What will an intersectional analysis of racial, ethnic, and gender disparities in the otolaryngology–head and neck surgery (OHNS) Match reveal about multiple forms of discrimination?
Explore This IssueOctober 2023
White men have a persistent advantage, while several racial, ethnic, and gender minorities are disadvantaged in the OHNS Match.
BACKGROUND: Racial, ethnic, and gender disparities in the OHNS Match have been described individually, but these facets of identity are intersectional and have a combined effect. Despite the importance of diversity in the healthcare workforce, there is a paucity of intersectional analysis in OHNS literature.
STUDY DESIGN: Data study.
SETTING: Department of Otolaryngology–Head and Neck Surgery, University of Washington School of Medicine, Seattle, Wash.

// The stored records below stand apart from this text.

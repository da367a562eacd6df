//! Logging shims
//!
//! Forward to `defmt` when the `defmt` feature is enabled. Without it the
//! arguments are only borrowed, so call sites compile identically.

#![allow(unused_macros)]

macro_rules! trace {
    ($s:literal $(, $x:expr)* $(,)?) => {
        {
            #[cfg(feature = "defmt")]
            ::defmt::trace!($s $(, $x)*);
            #[cfg(not(feature = "defmt"))]
            let _ = ($( & $x ),*);
        }
    };
}

macro_rules! debug {
    ($s:literal $(, $x:expr)* $(,)?) => {
        {
            #[cfg(feature = "defmt")]
            ::defmt::debug!($s $(, $x)*);
            #[cfg(not(feature = "defmt"))]
            let _ = ($( & $x ),*);
        }
    };
}

macro_rules! warn {
    ($s:literal $(, $x:expr)* $(,)?) => {
        {
            #[cfg(feature = "defmt")]
            ::defmt::warn!($s $(, $x)*);
            #[cfg(not(feature = "defmt"))]
            let _ = ($( & $x ),*);
        }
    };
}
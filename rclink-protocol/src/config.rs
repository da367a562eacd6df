//! Link configuration

#[cfg(feature = "serde")]
use serde::{Deserialize, Serialize};

/// Shortest autosend interval, used on an idle link (ms)
pub const DEFAULT_AUTOSEND_MIN_MS: u32 = 500;

/// Longest autosend interval, used on a saturated link (ms)
pub const DEFAULT_AUTOSEND_MAX_MS: u32 = 8000;

/// Engine configuration
#[derive(Debug, Clone, Copy, PartialEq, Eq)]
#[cfg_attr(feature = "defmt", derive(defmt::Format))]
#[cfg_attr(feature = "serde", derive(Serialize, Deserialize))]
pub struct LinkConfig {
    /// Stay silent until the first valid frame from the peer arrives
    ///
    /// At least one side of a link must leave this off, or neither will
    /// ever speak first.
    pub wait_for_first_packet: bool,
    /// Autosend interval on an idle link, in clock ticks
    pub autosend_min: u32,
    /// Autosend interval on a saturated link, in clock ticks
    pub autosend_max: u32,
}

impl Default for LinkConfig {
    fn default() -> Self {
        Self {
            wait_for_first_packet: true,
            autosend_min: DEFAULT_AUTOSEND_MIN_MS,
            autosend_max: DEFAULT_AUTOSEND_MAX_MS,
        }
    }
}

/// Configuration validation errors
#[derive(Debug, Clone, Copy, PartialEq, Eq)]
#[cfg_attr(feature = "defmt", derive(defmt::Format))]
pub enum ConfigError {
    /// Autosend interval of zero would send every step
    ZeroInterval,
    /// Minimum interval is above the maximum
    InvertedBounds,
}

impl LinkConfig {
    /// Configuration for the side that opens the conversation
    pub fn initiator() -> Self {
        Self {
            wait_for_first_packet: false,
            ..Self::default()
        }
    }

    pub fn validate(&self) -> Result<(), ConfigError> {
        if self.autosend_min == 0 {
            return Err(ConfigError::ZeroInterval);
        }
        if self.autosend_min > self.autosend_max {
            return Err(ConfigError::InvertedBounds);
        }
        Ok(())
    }
}
impl<'a, S, H> Engine<'a, S, H>
where
    S: SerialRx + SerialTx,
    H: LinkHooks,
{
    /// Create an engine that reports unknown packets and discards to `hooks`
    pub fn with_hooks(serial: S, config: LinkConfig, hooks: H) -> Self {
        Self {
            serial,
            hooks,
            config,
            registry: Registry::new(),
            reader: FrameReader::new(),
            writer: FrameWriter::new(),
            pacer: AutoSendPacer::new(),
            stats: LinkStats::new(),
            remote_serial: NO_SERIAL,
            acked_serial: NO_SERIAL,
            last_autosend: None,
            autosend_open: false,
            synchronized: false,
        }
    }

    /// Bind `region` to `id`, or unbind `id` when `region` is `None`
    ///
    /// The region's length is the item's wire size. Rebinding an id
    /// replaces its slot and resets its flags. When every slot is taken
    /// and `id` is new, nothing changes and `RegistryFull` is returned;
    /// size the application for [`MAX_ITEMS`](crate::MAX_ITEMS).
    pub fn bind(
        &mut self,
        id: u8,
        region: Option<&'a [Cell<u8>]>,
        auto_send: bool,
    ) -> Result<(), BindError> {
        let result = self.registry.bind(id, region, auto_send);
        if let Err(e) = result {
            warn!("bind of item {} failed: {}", id, e);
        }
        result
    }

    /// Bind a region that must hold exactly one `T`
    pub fn bind_item<T: WireItem>(
        &mut self,
        id: u8,
        region: &'a [Cell<u8>],
        auto_send: bool,
    ) -> Result<(), BindError> {
        if region.len() != T::WIRE_SIZE {
            warn!(
                "item {} region is {} bytes, type needs {}",
                id,
                region.len(),
                T::WIRE_SIZE
            );
            return Err(BindError::SizeMismatch);
        }
        self.bind(id, Some(region), auto_send)
    }

    /// Remove the binding for `id`
    pub fn unbind(&mut self, id: u8) -> bool {
        self.registry.unbind(id)
    }

    /// Start (or restart) talking the protocol
    ///
    /// Buffers, serial numbers, pacing and counters are reset. Bindings
    /// are kept, but an autosend cycle in progress starts over.
    pub fn begin(&mut self) {
        self.registry.reset_cycle();
        self.reader.reset();
        self.writer.reset();
        self.pacer.reset();
        self.stats = LinkStats::new();
        self.remote_serial = NO_SERIAL;
        self.acked_serial = NO_SERIAL;
        self.last_autosend = None;
        self.autosend_open = false;
        self.synchronized = false;
        debug!(
            "link started, waiting for peer: {}",
            self.config.wait_for_first_packet
        );
    }

    /// Run one tick: receive, dispatch, then maybe send
    ///
    /// Call this every time through the main loop. `now` must not go
    /// backwards (wrapping is fine).
    pub fn step(&mut self, now: u32) {
        self.read_input();
        self.write_output(now);
    }

    /// [`step`](Self::step) with the time taken from `clock`
    pub fn poll<C: Clock + ?Sized>(&mut self, clock: &C) {
        self.step(clock.now_ms());
    }

    fn read_input(&mut self) {
        for _ in 0..MAX_FILLS_PER_STEP {
            let filled = match self.reader.fill(&mut self.serial) {
                Ok(n) => n,
                Err(_) => {
                    self.stats.transport_errors = self.stats.transport_errors.saturating_add(1);
                    warn!("serial read failed");
                    0
                }
            };
            self.dispatch_input();
            if filled == 0 {
                break;
            }
        }
    }

    fn dispatch_input(&mut self) {
        let Self {
            reader,
            registry,
            hooks,
            stats,
            remote_serial,
            acked_serial,
            synchronized,
            ..
        } = self;

        reader.poll(|event| match event {
            ReaderEvent::Frame(frame) => {
                let header = frame.header;
                trace!(
                    "frame {} accepted, peer saw {}, {} payload bytes",
                    header.frame_id,
                    header.last_seen,
                    header.length
                );
                stats.frames_received = stats.frames_received.saturating_add(1);
                *remote_serial = header.frame_id;
                *acked_serial = header.last_seen;
                *synchronized = true;

                hooks.frame_received(&header, frame.payload);
                let outcome = packet::decode_payload(registry, hooks, frame.payload);
                if let Some(halt) = outcome.halted {
                    debug!(
                        "frame {}: dropped payload tail after {} packets: {}",
                        header.frame_id,
                        outcome.packets,
                        halt
                    );
                    stats.undecoded_frames = stats.undecoded_frames.saturating_add(1);
                }
            }
            ReaderEvent::Discard { bytes, reason } => {
                warn!("discarding {} bytes: {}", bytes.len(), reason);
                match reason {
                    DiscardReason::BadChecksum => {
                        stats.checksum_errors = stats.checksum_errors.saturating_add(1)
                    }
                    DiscardReason::BadLength => {
                        stats.length_errors = stats.length_errors.saturating_add(1)
                    }
                }
                stats.bytes_discarded = stats.bytes_discarded.saturating_add(bytes.len() as u32);
                hooks.discarding_data(bytes, reason);
            }
        });
    }

    fn write_output(&mut self, now: u32) {
        if self.writer.is_pending() {
            self.flush_output();
            if self.writer.is_pending() {
                self.stats.write_stalls = self.stats.write_stalls.saturating_add(1);
                self.pacer.record_stall();
                return;
            }
        }

        if self.config.wait_for_first_packet && !self.synchronized {
            return;
        }

        let explicit = self.writer.has_staged() || self.registry.any_to_send();
        let cycle_start = !self.autosend_open && self.autosend_elapsed(now);
        let autosend_due = self.autosend_open || cycle_start;
        if !explicit && !autosend_due {
            return;
        }

        let registry = &mut self.registry;
        let built = self.writer.build(self.remote_serial, |payload| {
            packet::encode_items(registry, payload, autosend_due)
        });
        let (frame, outcome) = match built {
            Ok(built) => built,
            Err(e) => {
                warn!("frame build failed: {}", e);
                return;
            }
        };

        if cycle_start {
            self.last_autosend = Some(now);
        }
        if autosend_due {
            self.autosend_open = !outcome.cycle_complete;
        }
        self.pacer
            .record_frame(outcome.explicit_bytes + frame.staged_bytes);
        self.stats.frames_sent = self.stats.frames_sent.saturating_add(1);
        trace!(
            "frame {} built: {} bytes, {} autosent, {} deferred",
            frame.frame_id,
            frame.len,
            outcome.autosent,
            outcome.deferred
        );

        self.flush_output();
    }

    fn autosend_elapsed(&self, now: u32) -> bool {
        match self.last_autosend {
            None => true,
            Some(start) => now.wrapping_sub(start) >= self.pacer.interval(&self.config),
        }
    }

    fn flush_output(&mut self) {
        if self.writer.flush(&mut self.serial).is_err() {
            self.stats.transport_errors = self.stats.transport_errors.saturating_add(1);
            warn!("serial write failed");
        }
    }

    /// Last frame id accepted from the peer, 0 if none yet
    pub fn remote_serial(&self) -> u8 {
        self.remote_serial
    }

    /// Last of our frame ids the peer reported seeing, 0 if none yet
    ///
    /// An observation only: nothing is retransmitted.
    pub fn acked_serial(&self) -> u8 {
        self.acked_serial
    }

    /// Id of the most recent frame we built, 0 if none yet
    pub fn local_serial(&self) -> u8 {
        self.writer.serial()
    }

    /// Whether a valid frame has arrived since [`begin`](Self::begin)
    pub fn is_synchronized(&self) -> bool {
        self.synchronized
    }

    /// Whether `id` holds data that has not been consumed
    pub fn is_received(&self, id: u8) -> bool {
        self.registry.is_received(id)
    }

    pub fn clear_received(&mut self, id: u8) {
        self.registry.clear_received(id);
    }

    /// If `id` holds fresh data, mark it consumed and return true
    pub fn take_fresh(&mut self, id: u8) -> bool {
        self.registry.take_fresh(id)
    }

    /// If the item bound to `region` holds fresh data, mark it consumed
    /// and return true
    pub fn take_fresh_region(&mut self, region: &[Cell<u8>]) -> bool {
        self.registry.take_fresh_region(region)
    }

    /// Schedule `id` for the next frame
    ///
    /// Returns false if `id` is not bound. Nothing goes out until the next
    /// [`step`](Self::step), possibly later if the frame is full.
    pub fn send_now(&mut self, id: u8) -> bool {
        self.registry.mark_to_send(id)
    }

    /// Schedule the item bound to `region` for the next frame
    pub fn send_now_region(&mut self, region: &[Cell<u8>]) -> bool {
        self.registry.mark_to_send_region(region)
    }

    /// Queue a one-off sub-packet that is not backed by a bound item
    ///
    /// The peer must know the size of `id` (or handle it in its
    /// unknown-packet hook). Fails without side effects if the staging
    /// area cannot take the whole sub-packet.
    pub fn enqueue_payload(&mut self, id: u8, data: &[u8]) -> Result<(), EnqueueError> {
        self.writer.stage(id, data)
    }

    /// Store `value` into the item bound to `id` and schedule it
    pub fn publish<T: WireItem>(&mut self, id: u8, value: &T) -> Result<(), WireError> {
        let slot = self.registry.lookup(id).ok_or(WireError::NotBound)?;
        wire::store(slot.region(), value)?;
        self.registry.mark_to_send(id);
        Ok(())
    }

    /// Decode the current contents of the item bound to `id`
    pub fn read<T: WireItem>(&self, id: u8) -> Result<T, WireError> {
        let slot = self.registry.lookup(id).ok_or(WireError::NotBound)?;
        wire::load(slot.region())
    }

    /// Decode `id` if it holds fresh data, marking it consumed
    ///
    /// Returns `Ok(None)` when there is nothing new. On a size mismatch the
    /// fresh flag is left alone.
    pub fn take<T: WireItem>(&mut self, id: u8) -> Result<Option<T>, WireError> {
        if !self.registry.is_received(id) {
            return match self.registry.lookup(id) {
                Some(_) => Ok(None),
                None => Err(WireError::NotBound),
            };
        }
        let value = self.read(id)?;
        self.registry.clear_received(id);
        Ok(Some(value))
    }

    pub fn registry(&self) -> &Registry<'a> {
        &self.registry
    }

    pub fn stats(&self) -> &LinkStats {
        &self.stats
    }

    pub fn config(&self) -> &LinkConfig {
        &self.config
    }

    /// Current autosend interval in clock ticks
    pub fn autosend_interval(&self) -> u32 {
        self.pacer.interval(&self.config)
    }

    /// Free space for [`enqueue_payload`](Self::enqueue_payload), in bytes
    pub fn staging_space(&self) -> usize {
        self.writer.staging_space()
    }

    pub fn hooks(&self) -> &H {
        &self.hooks
    }

    pub fn hooks_mut(&mut self) -> &mut H {
        &mut self.hooks
    }

    pub fn serial(&self) -> &S {
        &self.serial
    }

    pub fn serial_mut(&mut self) -> &mut S {
        &mut self.serial
    }

    /// Tear the engine down, returning the transport and hooks
    pub fn into_parts(self) -> (S, H) {
        (self.serial, self.hooks)
    }
}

SYNOPSIS: Researchers evaluated data from otolaryngology applicants and corresponding otolaryngology residents from 2013 to 2019. Applicants and residents were separated by gender, and gender groups were separated into racial and ethnic groups. Findings showed that White men were matched at a higher rate than other racial, ethnic, and gender groups who applied and matched to OHNS, as were White women. White men represented 37.5% of the applicant pool and an increased 41.7% proportion of the corresponding resident pool. Female applicants of all races/ethnicities represented 34.4% of the applicant pool and 35.4% of the matched resident pool. Hispanic, Latino, or men of Spanish origin represented 2.8% of the applicant pool and 2.0% of the resident pool. The study did not find significant proportion differences for several underrepresented races, ethnicities, or genders in the medicine groups, possibly due to small sample sizes. Authors noted that longitudinal individual-level data would be required to better understand and intervene in the bottlenecks in the pipeline to diversify the OHNS workforce. Study limitations included use of limited data sets.
CITATION: Konuthula N, Epstein S, Wang X, et al. Intersectionality of race, ethnicity, and gender in the otolaryngology match from 2013 to 2019. Laryngoscope. 2023;133:2558–2563.